Pour cette nouvelle version, intitulée Call of Duty: Advanced Warfare, les studios Sledgehammer s'adaptent aux nouvelles capacités des consoles de jeu nouvelle génération PlayStation 4 et Xbox One.

«Nous avons une approche du jeu vraiment différente», explique le patron d'Activision, Eric Hirshberg. Cette fois, «nous secouons la formule dans différentes directions».

Les studios Sledgehammer ont modifié la mécanique du jeu en dotant les soldats de «combinaisons d'exosquelettes» qui leur donnent des super pouvoirs.

Une «nouvelle intrigue fascinante» a été tissée ainsi qu'un «nouveau personnage central» incarné par le célèbre acteur oscarisé Kevin Spacey.

Les mouvements et expressions de Spacey ont été capturés grâce à une vitesse spéciale pour créer une version virtuelle réaliste du comédien incarnant Jonathan Irons, un méchant mercenaire qui veut diriger le monde.

«C'était très amusant de travailler avec toute l'équipe et de donner vie à Jonathan Irons», a déclaré Kevin Spacey dans un communiqué. «La technologie est vraiment remarquable et différente de tout ce que j'ai fait jusqu'à présent. J'ai hâte de voir ce que cela donne».

Ce pourrait même être le premier jeu vidéo auquel l'acteur jouera.

Des soldats du futur

Le jeu se déroule en l'an 2054, quand Atlas, une puissante firme paramilitaire privée dirigée par le personnage de Spacey, tente de renverser le gouvernement. Mué par la haine et la soif et la vengeance après la mort de son fils, Irons se retrouve obsédé par le pouvoir, prêt à écraser tout le monde sur son passage.

Les joueurs prennent eux le rôle de soldats dotés de capacités au combat décuplées. Activision leur promet «une expérience innovante qui fera les gros titres de la presse du futur».

Dans ce jeu, «on ne tient rien pour acquis», a expliqué le cofondateur de Sledgehammer et directeur du jeu, Glen Shofield, évoquant de «longues recherches, des milliers de projets, une attention extraordinaire au récit, une incroyable obsession du détail».

«Call of Duty rapproche les fans à un niveau très profond, et confectionner une nouvelle vision de la prochaine génération nous a beaucoup inspirés», a-t-il dit.

Le nouvel épisode sera vendu dès mardi à soixante dollars l'unité, avec des versions spéciales pour les dernières consoles de Sony et Microsoft ou les ordinateurs fonctionnant avec le logiciel Windows.

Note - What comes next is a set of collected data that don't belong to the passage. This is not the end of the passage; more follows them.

//! Backend-agnostic filter description.
//!
//! A [`Filter`] says *what* to match; the query builder turns it into the
//! service's expression language. Where-conditions are an explicit tagged
//! union (scalar, value list, or single-operator predicate) so the compiler
//! matches on shape instead of sniffing it at runtime.

use dynaquery_model::AttributeValue;

use crate::operator::Comparator;

/// Sort order over the index's sort key.
#[derive(Debug, Clone, Copy, PartialEq, Eq)]
pub enum Direction {
    /// Ascending (the service default).
    Asc,
    /// Descending.
    Desc,
}

impl Direction {
    /// The value for the request's forward-scan flag.
    #[must_use]
    pub fn scan_forward(self) -> bool {
        matches!(self, Self::Asc)
    }
}

/// A single-operator condition on one attribute.
#[derive(Debug, Clone, PartialEq)]
pub enum Predicate {
    /// Equal to the value.
    Eq(AttributeValue),
    /// Not equal to the value.
    Neq(AttributeValue),
    /// Less than the value.
    Lt(AttributeValue),
    /// Less than or equal to the value.
    Lte(AttributeValue),
    /// Greater than the value.
    Gt(AttributeValue),
    /// Greater than or equal to the value.
    Gte(AttributeValue),
    /// Within the inclusive range.
    Between(AttributeValue, AttributeValue),
    /// Starts with the value (sort keys only).
    BeginsWith(AttributeValue),
    /// Equal to one of the listed values.
    Inq(Vec<AttributeValue>),
    /// Contains the value as a substring or set member.
    Like(AttributeValue),
    /// The attribute is present (`true`) or absent (`false`).
    Exists(bool),
}

impl Predicate {
    /// The comparator this predicate applies.
    #[must_use]
    pub fn comparator(&self) -> Comparator {
        match self {
            Self::Eq(_) => Comparator::Eq,
            Self::Neq(_) => Comparator::Neq,
            Self::Lt(_) => Comparator::Lt,
            Self::Lte(_) => Comparator::Lte,
            Self::Gt(_) => Comparator::Gt,
            Self::Gte(_) => Comparator::Gte,
            Self::Between(_, _) => Comparator::Between,
            Self::BeginsWith(_) => Comparator::BeginsWith,
            Self::Inq(_) => Comparator::Inq,
            Self::Like(_) => Comparator::Like,
            Self::Exists(_) => Comparator::Exists,
        }
    }
}

/// The shape of one where-entry.
#[derive(Debug, Clone, PartialEq)]
pub enum WhereValue {
    /// A literal scalar, matched by equality.
    Scalar(AttributeValue),
    /// A value list: a 2-tuple range on a sort key, an IN-list elsewhere.
    List(Vec<AttributeValue>),
    /// An explicit single-operator predicate.
    Predicate(Predicate),
}

impl From<AttributeValue> for WhereValue {
    fn from(value: AttributeValue) -> Self {
        Self::Scalar(value)
    }
}

impl From<&str> for WhereValue {
    fn from(value: &str) -> Self {
        Self::Scalar(value.into())
    }
}

impl From<String> for WhereValue {
    fn from(value: String) -> Self {
        Self::Scalar(value.into())
    }
}

impl From<i64> for WhereValue {
    fn from(value: i64) -> Self {
        Self::Scalar(value.into())
    }
}

impl From<f64> for WhereValue {
    fn from(value: f64) -> Self {
        Self::Scalar(value.into())
    }
}

impl From<bool> for WhereValue {
    fn from(value: bool) -> Self {
        Self::Scalar(value.into())
    }
}

impl From<Vec<AttributeValue>> for WhereValue {
    fn from(values: Vec<AttributeValue>) -> Self {
        Self::List(values)
    }
}

impl From<Predicate> for WhereValue {
    fn from(predicate: Predicate) -> Self {
        Self::Predicate(predicate)
    }
}

/// An ordered set of attribute conditions, all AND-joined.
///
/// Insertion order is preserved so compiled expressions are deterministic;
/// re-inserting an attribute replaces its condition in place.
#[derive(Debug, Clone, Default, PartialEq)]
pub struct Where {
    entries: Vec<(String, WhereValue)>,
}

impl Where {
    /// An empty condition set.
    #[must_use]
    pub fn new() -> Self {
        Self::default()
    }

    /// Adds (or replaces) a condition on `key`, preserving position.
    #[must_use]
    pub fn entry(mut self, key: impl Into<String>, value: impl Into<WhereValue>) -> Self {
        let key = key.into();
        let value = value.into();
        if let Some(existing) = self.entries.iter_mut().find(|(k, _)| *k == key) {
            existing.1 = value;
        } else {
            self.entries.push((key, value));
        }
        self
    }

    /// The condition on `key`, if any.
    #[must_use]
    pub fn get(&self, key: &str) -> Option<&WhereValue> {
        self.entries
            .iter()
            .find_map(|(k, v)| (k == key).then_some(v))
    }

    /// Iterates conditions in insertion order.
    pub fn iter(&self) -> impl Iterator<Item = &(String, WhereValue)> {
        self.entries.iter()
    }

    /// `true` when no condition has been added.
    #[must_use]
    pub fn is_empty(&self) -> bool {
        self.entries.is_empty()
    }
}

/// A complete query description: conditions, projection, limit, order, and
/// the cursor to resume from.
#[derive(Debug, Clone, Default)]
pub struct Filter {
    /// The matching criteria.
    pub where_clause: Where,
    /// Attributes to project; index keys are always added on top.
    pub fields: Option<Vec<String>>,
    /// Maximum number of items to return.
    pub limit: Option<u32>,
    /// Sort order; only meaningful on indexes with a sort key.
    pub order_by: Option<Direction>,
    /// Opaque cursor from a previous page, for cursor-based queries only.
    pub prev_cursor: Option<String>,
}

impl Filter {
    /// A filter with the given conditions and nothing else set.
    #[must_use]
    pub fn new(where_clause: Where) -> Self {
        Self {
            where_clause,
            ..Self::default()
        }
    }

    /// Restricts the projected attributes.
    #[must_use]
    pub fn with_fields(mut self, fields: impl IntoIterator<Item = impl Into<String>>) -> Self {
        self.fields = Some(fields.into_iter().map(Into::into).collect());
        self
    }

    /// Caps the number of returned items.
    #[must_use]
    pub fn with_limit(mut self, limit: u32) -> Self {
        self.limit = Some(limit);
        self
    }

    /// Sets the traversal order.
    #[must_use]
    pub fn with_order(mut self, order: Direction) -> Self {
        self.order_by = Some(order);
        self
    }

    /// Resumes from a previously returned cursor.
    #[must_use]
    pub fn with_cursor(mut self, cursor: impl Into<String>) -> Self {
        self.prev_cursor = Some(cursor.into());
        self
    }
}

Ceux qui ont commandé le jeu en avant-première faisaient déjà la queue à Sydney, en Australie.

«Chaque année, le lancement de Call of Duty représente plus que le lancement d'un nouveau produit; c'est un événement culturel qui réunit des millions de personnes à travers le monde», s'est félicité le responsable commercial d'Activision, Tim Ellis. La franchise est passée à plus de 100 millions d'unités depuis sa première version fin 2003.

Les épisodes de Call of Duty s'inspirent d'événements historiques.

Le jeu a déjà utilisé l'image de l'ex-dictateur cubain Fidel Castro, de l'ancien président américain John F. Kennedy, puis du dictateur déchu du Panama, Manuel Noriega.

Celui-ci, actuellement emprisonné au Panama, vient d'être débouté par un juge californien d'une plainte, dans laquelle il réclamait une rétribution pour l'utilisation de son image dans la version de 2012 du jeu vidéo.

L'ex-dictateur octogénaire accusait l'éditeur d'utiliser son image sans sa permission et de l'incarner à l'écran en méchant traître. Mais Activision avait demandé au juge de rejeter la demande de Noriega, arguant que l'utilisation de son personnage relevait de la liberté d'expression.

«Cette plainte était absurde depuis le tout début et nous sommes heureux qu'au final ce ne soit pas un criminel notoire qui ait gagné», s'était félicité l'ancien maire de New York Rudy Giuliani, avocat de l'éditeur.

Le directeur général d'Activision Bobby Kotick avait salué dans le jugement une «victoire» pour les 40 millions de membres de la communauté de Call of Duty.